Hello, criticism is certainly welcome!
If you can open an issue on github it will be easier for me to follow, as I may not see these comments.
About the message date, you are right! Until I divulge the project, I was the only user so I didn’t know it could have multiple types of message date formats, then I developed for a specific format (which isn’t even uncommon).
Someone had already warned me about this and so I started to develop something that could format the date message in a rigth way. It’s almost ready, but unfortunately, there are dates that
end up being ambiguous like 01/01/2023 and it’s not possible to infer the correct format, so I’ll probably have to create an environment variable for that, which I really didn’t want.
If you look on github I opened a bug issue for this (although maybe it’s not really a bug but rather an improvement, because it works but with a specific format) and in the Github’s Projects part it’s already under development.
Regarding the duplication of data, I mentioned it in a comment here on this post, but perhaps I should have made it clearer. Anyway, as I said in the post, the project is still far from ideal, despite it working very well for my use case (every import I do is always new messages).
Anyway, I know this is a very important point, so I created a way of deduplication considering the last message in the database as a cutoff parameter. This is already in the latest version of the docker image.
Regarding docker, more information about the error is welcome, you weren’t the first person to talk about it but I couldn’t replicate the problem. I tested it on Fedora and the Ubuntu server, I built it locally, I pulled it from the Registry, did docker system prune --volumes -a, and it still worked as expected.
This is definitely what i was looking for the whole time. Thank you for this project.
I have a question though. After setting it up on docker, i tried to import a chat onto it, but nothing happens. I only get a “file was imported” and a bit of loading, but its still empty.
Any advice?
Good find on my side, I’ve been looking for some way of archiving whatsapp messages, I’ll take a look
THANK YOU!!!
I have 15+ GB of Whatsapp stuff and it is unmanageable. My best friend has 25 GB if I remember correctly.
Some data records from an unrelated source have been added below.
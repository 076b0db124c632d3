//! Structured-comment detection.
//!
//! Tooling marks a string literal as containing an embedded language with a
//! comment of the form `// language=route,casesensitive` (also `lang=`,
//! also inside `/* ... */`). Recognition is deliberately split in two
//! layers:
//!
//! - [`match_comment`] finds the language identifier and captures raw option
//!   names. It is lenient: a malformed trailing option ends option
//!   accumulation but never invalidates the language match itself, so a typo
//!   in one option doesn't strip the embedded language from the literal.
//! - [`try_get_options`] parses captured names into a typed option set and
//!   is strict: a single unknown name fails the whole option parse.
//!
//! Callers compose the two according to how forgiving they want to be.

use logos::Logos;

#[derive(Logos, Debug, Clone, Copy, PartialEq)]
#[logos(skip r"[ \t]+")]
enum CommentToken {
    #[regex("[a-zA-Z][a-zA-Z0-9_]*")]
    Ident,
    #[token("=")]
    Equals,
    #[token(",")]
    Comma,
}

/// A recognized `language=` comment: the identifier and the raw option
/// captures, in source order.
#[derive(Debug, Clone, PartialEq, Eq)]
pub struct CommentMatch<'a> {
    pub language: &'a str,
    pub options: Vec<&'a str>,
}

impl CommentMatch<'_> {
    /// Case-insensitive language comparison, the way consumers look it up.
    pub fn is_language(&self, name: &str) -> bool {
        self.language.eq_ignore_ascii_case(name)
    }
}

/// Recognize a `language=<ident>[,<ident>]*` marker in comment text.
///
/// `text` must start with a comment leader (`//` or `/*`). Option
/// accumulation stops at the first capture that is not a bare identifier;
/// the match itself still succeeds with whatever was accumulated.
pub fn match_comment(text: &str) -> Option<CommentMatch<'_>> {
    let body = strip_comment_leader(text)?;
    let mut lex = CommentToken::lexer(body);

    match lex.next() {
        Some(Ok(CommentToken::Ident)) if is_language_keyword(lex.slice()) => {}
        _ => return None,
    }
    match lex.next() {
        Some(Ok(CommentToken::Equals)) => {}
        _ => return None,
    }
    let language = match lex.next() {
        Some(Ok(CommentToken::Ident)) => lex.slice(),
        _ => return None,
    };

    let mut options = Vec::new();
    loop {
        match lex.next() {
            Some(Ok(CommentToken::Comma)) => match lex.next() {
                Some(Ok(CommentToken::Ident)) => options.push(lex.slice()),
                // Trailing comma or junk after it: stop accumulating, keep
                // the language match.
                _ => break,
            },
            // Anything but a comma ends the option list.
            _ => break,
        }
    }

    Some(CommentMatch { language, options })
}

fn strip_comment_leader(text: &str) -> Option<&str> {
    let text = text.trim_start();
    text.strip_prefix("//").or_else(|| text.strip_prefix("/*"))
}

fn is_language_keyword(word: &str) -> bool {
    word.eq_ignore_ascii_case("language") || word.eq_ignore_ascii_case("lang")
}

/// A typed option set parsed from comment captures.
pub trait CommentOptions: Default {
    /// Fold one recognized option name into the set. Returns `false` for
    /// names this set does not know.
    fn apply(&mut self, name: &str) -> bool;
}

/// Strictly parse captured option names into `O`. Any unrecognized capture
/// fails the whole parse; use the captures from [`match_comment`] directly
/// when best-effort behavior is wanted instead.
pub fn try_get_options<O: CommentOptions>(captures: &[&str]) -> Option<O> {
    let mut options = O::default();
    for capture in captures {
        if !options.apply(capture) {
            return None;
        }
    }
    Some(options)
}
This stuff are chats and media from about 10 years ago until today.
ChatVault is the archiving solution I’ve been dreaming for YEARS, so I (we) can finally offload most of the old chats from our mobile devices, while still keeping them accessible via a frond end.
I will follow this closely. Please also consider accepting donations - I will definitely donate if ChatVault fits my use, this is a game changer!
I have a WhatsApp backup zip file. This won’t work, right? Since I think it’s encrypted.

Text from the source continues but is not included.